DeSantis, on Defense, Shows Signs of Slipping in Polls

It’s been a tough few months for Ron DeSantis.

Donald J. Trump and his allies have blasted him as “Meatball Ron,” “Ron DeSanctimonious,” a “groomer,” disloyal and a supporter of cutting entitlement programs. Now, he’s getting criticism from many mainstream conservatives for calling Russia’s invasion of Ukraine a “territorial dispute.”

Is all of this making a difference in the polls? There are signs the answer is yes.

In surveys taken since the Trump offensive began two months ago, Mr. DeSantis, the Florida governor, has steadily lost ground against Mr. Trump, whose own numbers have increased.

It can be hard to track who’s up and who’s down in the Republican race, since different pollsters have had such wildly divergent takes on Mr. Trump’s strength. In just the last few days, a CNN/SSRS poll showed a tight race, with Mr. DeSantis at 39 percent and Mr. Trump at 37 percent among registered voters, while a Morning Consult poll found Mr. Trump with nearly a two-to-one lead, 52 percent to 28 percent.

In this situation, the best way to get a clear read on recent trends is to compare surveys by the same pollsters over time.

Over the last two months, we’ve gotten about a dozen polls from pollsters who had surveyed the Republican race over the previous two months. These polls aren’t necessarily of high quality or representative, so don’t focus on the average across these polls. It’s the trend that’s important, and the trend is unequivocal: Every single one of these polls has shown Mr. DeSantis faring worse than before, and Mr. Trump faring better.

Sometimes it’s hard to explain why the polls move the way they do. This doesn’t seem to be one of those cases. It’s easy to tell a tidy story about why Mr. DeSantis has slipped.

It’s a little hard to figure out which of these explanations matters most. Looking more carefully at the data, there’s reason to think all of these factors play a role.

For instance, there’s decent evidence that Mr. DeSantis was slipping even before Mr. Trump’s attacks began in earnest. A Monmouth University poll from Jan. 26 to Feb. 2 showed a significant deterioration in Mr. DeSantis’s support compared with a poll from early December. At this early point, the shift in the Monmouth poll and other surveys looks more like a fading post-midterm bounce than the effect of Mr. Trump’s attacks.

But Mr. DeSantis has kept losing ground in more recent polls, long after his midterm bump should have dissipated. This week, a Quinnipiac survey showed Mr. Trump making big gains over just the last month, with his lead growing by 12 points.

On average, Mr. DeSantis has lost four points in polls taken over the last month compared with polls by the same pollster between Jan. 15 and Feb. 15.

How important is it that Mr. DeSantis is losing ground? It may wind up not mattering much in itself, but it could say something important about the challenges facing the DeSantis campaign.

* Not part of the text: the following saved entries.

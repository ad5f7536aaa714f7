//! Pseudo-terminal plumbing for child output.
//!
//! Children write to the slave side of a pty so that stdio libraries see an
//! interactive terminal and line-buffer their output. The parent keeps the
//! master side in non-blocking mode and drains it on every poll.

use std::fs::File;
use std::io::{self, Read};
use std::os::fd::{AsRawFd, OwnedFd};
use std::process::Stdio;

use nix::errno::Errno;
use nix::fcntl::{fcntl, FcntlArg, OFlag};
use nix::pty::{openpty, OpenptyResult};
use nix::sys::termios::{tcgetattr, tcsetattr, OutputFlags, SetArg};

const READ_CHUNK: usize = 4096;

/// Parent side of a child's terminal.
#[derive(Debug)]
pub struct PtyMaster {
    file: File,
}

/// Child side of the terminal, handed to the spawned process.
#[derive(Debug)]
pub struct PtySlave {
    fd: OwnedFd,
}

/// Open a pty pair configured for output capture.
///
/// Output post-processing (`ONLCR`) is disabled so the child's `\n` reaches us
/// unchanged instead of as `\r\n`.
pub fn open() -> io::Result<(PtyMaster, PtySlave)> {
    let OpenptyResult { master, slave } = openpty(None, None)?;

    let mut termios = tcgetattr(&slave)?;
    termios.output_flags.remove(OutputFlags::ONLCR);
    tcsetattr(&slave, SetArg::TCSANOW, &termios)?;

    let flags = OFlag::from_bits_truncate(fcntl(master.as_raw_fd(), FcntlArg::F_GETFL)?);
    fcntl(master.as_raw_fd(), FcntlArg::F_SETFL(flags | OFlag::O_NONBLOCK))?;

    Ok((
        PtyMaster {
            file: File::from(master),
        },
        PtySlave { fd: slave },
    ))
}

impl PtySlave {
    /// A fresh stdio handle on the slave, for stdout or stderr.
    pub fn stdio(&self) -> io::Result<Stdio> {
        Ok(Stdio::from(self.fd.try_clone()?))
    }
}

impl PtyMaster {
    /// Read everything currently buffered into `out`.
    ///
    /// Returns `Ok(false)` once the slave side has been closed by every
    /// process holding it. Linux reports that as `EIO` rather than EOF.
    pub fn read_available(&mut self, out: &mut Vec<u8>) -> io::Result<bool> {
        let mut buf = [0u8; READ_CHUNK];
        loop {
            match self.file.read(&mut buf) {
                Ok(0) => return Ok(false),
                Ok(n) => out.extend_from_slice(&buf[..n]),
                Err(e) if e.kind() == io::ErrorKind::WouldBlock => return Ok(true),
                Err(e) if e.kind() == io::ErrorKind::Interrupted => {}
                Err(e) if e.raw_os_error() == Some(Errno::EIO as i32) => return Ok(false),
                Err(e) => return Err(e),
            }
        }
    }
}
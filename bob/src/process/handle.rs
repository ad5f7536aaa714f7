//! Live handle on a launched child process.

use std::io::{self, Write};
use std::os::unix::process::ExitStatusExt;
use std::process::{Child, ExitStatus};
use std::thread;
use std::time::Duration;

use tracing::{debug, warn};

use super::capture::OutputCapture;
use super::pty::PtyMaster;
use crate::error::{Result, RunnerError};

/// Status reported for a command whose program could not be executed.
pub const EXEC_FAILED: i32 = 127;

/// Sleep between polls while blocking on a handle.
pub const POLL_INTERVAL: Duration = Duration::from_millis(20);

/// A spawned process together with the terminal it writes to.
///
/// The handle starts out running and becomes done exactly once, either when
/// a poll observes the exit or when it is killed. Polling a done handle is a
/// no-op that returns `true`.
///
/// Dropping a handle whose process is still running kills and reaps it.
#[derive(Debug)]
pub struct ProcessHandle {
    child: Option<Child>,
    pid: u32,
    output: Option<PtyMaster>,
    pending: Vec<u8>,
    done: bool,
    killed: bool,
    exit_code: Option<i32>,
    silent: bool,
}

impl ProcessHandle {
    pub(crate) fn spawned(child: Child, output: PtyMaster, silent: bool) -> Self {
        Self {
            pid: child.id(),
            child: Some(child),
            output: Some(output),
            pending: Vec::new(),
            done: false,
            killed: false,
            exit_code: None,
            silent,
        }
    }

    /// A handle for a program the OS refused to execute.
    ///
    /// It reports [`EXEC_FAILED`] on its first poll and delivers `message` as
    /// the process output, the same way a forked child would have printed it.
    pub(crate) fn exec_failed(message: &str, silent: bool) -> Self {
        Self {
            child: None,
            pid: 0,
            output: None,
            pending: format!("{message}\n").into_bytes(),
            done: false,
            killed: false,
            exit_code: Some(EXEC_FAILED),
            silent,
        }
    }

    /// OS process id, or `None` if no process was ever created.
    pub const fn pid(&self) -> Option<u32> {
        if self.pid == 0 {
            None
        } else {
            Some(self.pid)
        }
    }

    pub const fn is_done(&self) -> bool {
        self.done
    }

    /// Exit code, available once the handle is done. Killed processes have none.
    pub const fn exit_code(&self) -> Option<i32> {
        if self.done {
            self.exit_code
        } else {
            None
        }
    }

    /// Check on the process without blocking.
    ///
    /// Drains whatever output is ready, echoing it unless the handle is silent
    /// and appending it to `output` when given, then checks whether the child
    /// has exited. Returns `true` once the process is done.
    ///
    /// # Errors
    ///
    /// Fails if reading the terminal or waiting on the child fails, or if the
    /// child was terminated by a signal instead of exiting.
    pub fn poll(&mut self, output: Option<&mut OutputCapture>) -> Result<bool> {
        if self.done {
            return Ok(true);
        }

        let mut fresh = std::mem::take(&mut self.pending);
        self.drain(&mut fresh)?;

        let status = match self.child.as_mut() {
            // Exec failed, there is nothing to reap
            None => None,
            Some(child) => {
                let pid = self.pid;
                match child
                    .try_wait()
                    .map_err(|source| RunnerError::Wait { pid, source })?
                {
                    Some(status) => Some(status),
                    None => {
                        self.emit(&fresh, output);
                        return Ok(false);
                    }
                }
            }
        };

        // The child may have written more between the first read and exiting
        if status.is_some() {
            self.drain(&mut fresh)?;
        }
        self.emit(&fresh, output);
        self.finish(status)?;

        Ok(true)
    }

    /// Block until the process is done, polling every [`POLL_INTERVAL`].
    ///
    /// Output keeps being drained while waiting, so a chatty child never
    /// stalls on a full terminal buffer.
    ///
    /// # Errors
    ///
    /// Propagates [`poll`](Self::poll) errors, and fails with
    /// [`RunnerError::Killed`] if the handle was killed.
    pub fn wait(&mut self, mut output: Option<&mut OutputCapture>) -> Result<i32> {
        while !self.poll(output.as_deref_mut())? {
            thread::sleep(POLL_INTERVAL);
        }

        self.exit_code
            .ok_or(RunnerError::Killed { pid: self.pid })
    }

    /// Send `SIGKILL` to the process and reap it.
    ///
    /// Returns `false` if there is no live process to kill, which includes a
    /// second call on the same handle.
    pub fn kill(&mut self) -> bool {
        let Some(mut child) = self.child.take() else {
            return false;
        };

        if let Err(e) = child.kill() {
            warn!(pid = self.pid, error = %e, "Failed to kill child process");
            self.child = Some(child);
            return false;
        }

        if let Err(e) = child.wait() {
            warn!(pid = self.pid, error = %e, "Failed to reap killed child process");
        }

        debug!(pid = self.pid, "Killed child process");
        self.output = None;
        self.pending.clear();
        self.done = true;
        self.killed = true;
        self.exit_code = None;
        true
    }

    /// Whether this handle ended by [`kill`](Self::kill).
    pub const fn was_killed(&self) -> bool {
        self.killed
    }

    fn drain(&mut self, out: &mut Vec<u8>) -> Result<()> {
        let pid = self.pid;
        let Some(master) = self.output.as_mut() else {
            return Ok(());
        };

        let open = master
            .read_available(out)
            .map_err(|source| RunnerError::Output { pid, source })?;
        if !open {
            self.output = None;
        }
        Ok(())
    }

    fn emit(&self, bytes: &[u8], output: Option<&mut OutputCapture>) {
        if bytes.is_empty() {
            return;
        }

        if !self.silent {
            let mut stdout = io::stdout().lock();
            if let Err(e) = stdout.write_all(bytes).and_then(|()| stdout.flush()) {
                warn!(pid = self.pid, error = %e, "Failed to echo child output");
            }
        }

        if let Some(output) = output {
            output.push(bytes);
        }
    }

    fn finish(&mut self, status: Option<ExitStatus>) -> Result<()> {
        self.done = true;
        self.output = None;
        self.child = None;

        let Some(status) = status else {
            return Ok(());
        };

        match status.code() {
            Some(code) => {
                debug!(pid = self.pid, code, "Child process exited");
                self.exit_code = Some(code);
                Ok(())
            }
            None => Err(RunnerError::Signaled {
                pid: self.pid,
                signal: status.signal().unwrap_or_default(),
            }),
        }
    }
}

impl Drop for ProcessHandle {
    fn drop(&mut self) {
        if self.child.is_some() && self.kill() {
            debug!(pid = self.pid, "Reaped unfinished child on drop");
        }
    }
}
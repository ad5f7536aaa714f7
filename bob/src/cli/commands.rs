//! CLI command execution.

use std::io::{self, Read};
use std::path::{Path, PathBuf};
use std::process::ExitCode;
use std::time::Duration;

use anyhow::{Context, Result};
use chrono::Utc;

use bob::models::{BatchReport, CommandReport};
use bob::process::{CmdRunner, Command};

use super::args::{Cli, Commands};

/// Execute the parsed CLI.
pub fn execute(cli: Cli) -> Result<ExitCode> {
    match cli.command {
        Commands::Run {
            dir,
            capture,
            quiet,
            command,
        } => run_single(command, dir, capture, quiet),
        Commands::Batch {
            jobs,
            file,
            dir,
            shell,
            poll_ms,
            json,
        } => {
            let source = read_source(file.as_deref())?;
            let lines = parse_command_lines(&source);

            let mut runner = jobs
                .map_or_else(CmdRunner::default, CmdRunner::new)
                .with_poll_interval(Duration::from_millis(poll_ms));
            for line in lines {
                let mut cmd = Command::new([shell.as_str(), "-c", line]);
                if let Some(ref dir) = dir {
                    cmd = cmd.working_dir(dir);
                }
                runner.push(cmd);
            }
            let success = run_batch(&mut runner, json)?;
            Ok(if success {
                ExitCode::SUCCESS
            } else {
                ExitCode::FAILURE
            })
        }
    }
}

fn run_single(
    parts: Vec<String>,
    dir: Option<PathBuf>,
    capture: bool,
    quiet: bool,
) -> Result<ExitCode> {
    let mut cmd = Command::new(parts).capture(capture).silent(quiet);
    if let Some(dir) = dir {
        cmd = cmd.working_dir(dir);
    }

    let code = cmd
        .run()
        .with_context(|| format!("Failed to run {}", cmd.render()))?;

    if capture {
        println!();
        println!("======== OUTPUT ========");
        print!("{}", cmd.output());
        println!("========================");
    }

    Ok(ExitCode::from(exit_status(code)))
}

/// Run a prepared batch and report on it. Returns whether every command passed.
fn run_batch(runner: &mut CmdRunner, json: bool) -> Result<bool> {
    runner.capture_output(true);

    let started_at = Utc::now();
    let success = runner.run().context("Batch aborted")?;
    let report = BatchReport::from_runner(runner, started_at, Utc::now());

    if json {
        let out = serde_json::to_string_pretty(&report).context("Failed to serialize report")?;
        println!("{out}");
    } else {
        for entry in &report.commands {
            println!("{}", summary_line(entry));
        }
        let failed = report.failures().count();
        println!(
            "{}/{} commands succeeded",
            report.commands.len() - failed,
            report.commands.len()
        );
        if !success {
            eprintln!();
            runner.print_failed();
        }
    }

    Ok(success)
}

/// Read the batch source from a file, or stdin when no file is given.
fn read_source(file: Option<&Path>) -> Result<String> {
    match file {
        Some(path) => std::fs::read_to_string(path)
            .with_context(|| format!("Failed to read {}", path.display())),
        None => {
            let mut source = String::new();
            io::stdin()
                .read_to_string(&mut source)
                .context("Failed to read commands from stdin")?;
            Ok(source)
        }
    }
}

/// Command lines in a batch source, skipping blanks and `#` comments.
fn parse_command_lines(source: &str) -> Vec<&str> {
    source
        .lines()
        .map(str::trim)
        .filter(|line| !line.is_empty() && !line.starts_with('#'))
        .collect()
}

fn summary_line(entry: &CommandReport) -> String {
    let timing = entry
        .duration_ms
        .map(|ms| format!(" ({ms} ms)"))
        .unwrap_or_default();
    match entry.exit_code {
        Some(0) => format!("[ok] {}{timing}", entry.command),
        Some(code) => format!("[{} {code}] {}{timing}", entry.status, entry.command),
        None => format!("[{}] {}", entry.status, entry.command),
    }
}

/// Map a child's exit status onto our own, which must fit in a byte.
fn exit_status(code: i32) -> u8 {
    u8::try_from(code).unwrap_or(1)
}

#[cfg(test)]
mod tests {
    use super::*;
    use bob::models::CommandStatus;

    #[test]
    fn test_parse_command_lines() {
        let source = "\n# build\ncc -c a.c\n   \n  cc -c b.c  \n#cc -c c.c\n";
        assert_eq!(parse_command_lines(source), ["cc -c a.c", "cc -c b.c"]);
    }

    #[test]
    fn test_read_source_from_file() {
        let dir = tempfile::tempdir().unwrap();
        let path = dir.path().join("cmds.txt");
        std::fs::write(&path, "true\nfalse\n").unwrap();

        assert_eq!(read_source(Some(&path)).unwrap(), "true\nfalse\n");
        assert!(read_source(Some(&dir.path().join("missing"))).is_err());
    }

    #[test]
    fn test_summary_line() {
        let mut entry = CommandReport {
            index: 0,
            command: "make".to_string(),
            status: CommandStatus::Succeeded,
            exit_code: Some(0),
            duration_ms: Some(12),
            output: String::new(),
        };
        assert_eq!(summary_line(&entry), "[ok] make (12 ms)");

        entry.status = CommandStatus::Failed;
        entry.exit_code = Some(2);
        assert_eq!(summary_line(&entry), "[failed 2] make (12 ms)");

        entry.status = CommandStatus::Pending;
        entry.exit_code = None;
        entry.duration_ms = None;
        assert_eq!(summary_line(&entry), "[pending] make");
    }

    #[test]
    fn test_exit_status_mapping() {
        assert_eq!(exit_status(0), 0);
        assert_eq!(exit_status(3), 3);
        assert_eq!(exit_status(127), 127);
        assert_eq!(exit_status(-1), 1);
        assert_eq!(exit_status(300), 1);
    }

    #[test]
    fn test_run_batch_reports_failure() {
        let mut runner = CmdRunner::new(2).with_poll_interval(Duration::from_millis(5));
        runner.push(Command::new(["true"]));
        runner.push(Command::new(["false"]));

        assert!(!run_batch(&mut runner, true).unwrap());
        assert_eq!(runner.exit_codes(), [Some(0), Some(1)]);
    }
}
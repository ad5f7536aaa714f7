//! Outcome of a single queued command.

use serde::{Deserialize, Serialize};

use crate::process::EXEC_FAILED;

/// Status of a command after a batch run.
#[derive(Debug, Clone, Copy, PartialEq, Eq, Serialize, Deserialize)]
#[serde(rename_all = "lowercase")]
pub enum CommandStatus {
    /// Command never finished (not launched, or killed).
    Pending,
    /// Command exited with status 0.
    Succeeded,
    /// Command exited with a non-zero status.
    Failed,
    /// Program could not be executed.
    Unrunnable,
}

impl CommandStatus {
    /// Classify an exit code as recorded by the runner.
    pub const fn from_exit_code(code: Option<i32>) -> Self {
        match code {
            None => Self::Pending,
            Some(0) => Self::Succeeded,
            Some(EXEC_FAILED) => Self::Unrunnable,
            Some(_) => Self::Failed,
        }
    }

    pub const fn as_str(self) -> &'static str {
        match self {
            Self::Pending => "pending",
            Self::Succeeded => "succeeded",
            Self::Failed => "failed",
            Self::Unrunnable => "unrunnable",
        }
    }

    pub const fn is_success(self) -> bool {
        matches!(self, Self::Succeeded)
    }
}

impl std::fmt::Display for CommandStatus {
    fn fmt(&self, f: &mut std::fmt::Formatter<'_>) -> std::fmt::Result {
        write!(f, "{}", self.as_str())
    }
}

#[cfg(test)]
mod tests {
    use super::*;

    #[test]
    fn test_from_exit_code() {
        assert_eq!(CommandStatus::from_exit_code(None), CommandStatus::Pending);
        assert_eq!(CommandStatus::from_exit_code(Some(0)), CommandStatus::Succeeded);
        assert_eq!(CommandStatus::from_exit_code(Some(2)), CommandStatus::Failed);
        assert_eq!(
            CommandStatus::from_exit_code(Some(EXEC_FAILED)),
            CommandStatus::Unrunnable
        );
    }

    #[test]
    fn test_serde_lowercase() {
        let json = serde_json::to_string(&CommandStatus::Unrunnable).unwrap();
        assert_eq!(json, "\"unrunnable\"");
        assert_eq!(CommandStatus::Failed.to_string(), "failed");
    }
}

So far, there’s little evidence that Mr. DeSantis has suffered serious or irreparable damage, even if he’s lost ground against Mr. Trump. His favorability ratings, for instance, remain strong: The new Quinnipiac survey showed him with an exceptional 72-6 favorability rating among Republicans. If the national conversation around issues and events becomes more favorable, his position against Mr. Trump could easily rebound.

But there is a chance this episode betrays a deeper problem for Mr. DeSantis, even if the attacks themselves haven’t been especially harmful. He and his team have failed to respond to the attacks or shift the conversation, and it’s possible that’s because he and his allies don’t think they can safely engage the former president. It would help explain why Mr. Trump’s attacks have largely gone uncontested. It would help explain their effort to narrow areas of substantive disagreement with Mr. Trump, including on a topic like Ukraine in which Mr. DeSantis is now at odds with around half of his own likeliest supporters.

It wouldn’t be surprising if the DeSantis team was hesitant to engage someone who remains popular among Republicans and who has, shall we say, an ability to engage asymmetrically, as his “groomer” attacks highlighted. That’s a lesson a few former presidential candidates from Florida learned all too well in 2016.

But if attacking Mr. Trump carries risks, so does allowing him to punch without a vigorous defense or a counterpunch. If you need proof, you can just look at Mr. DeSantis’s slipping poll numbers.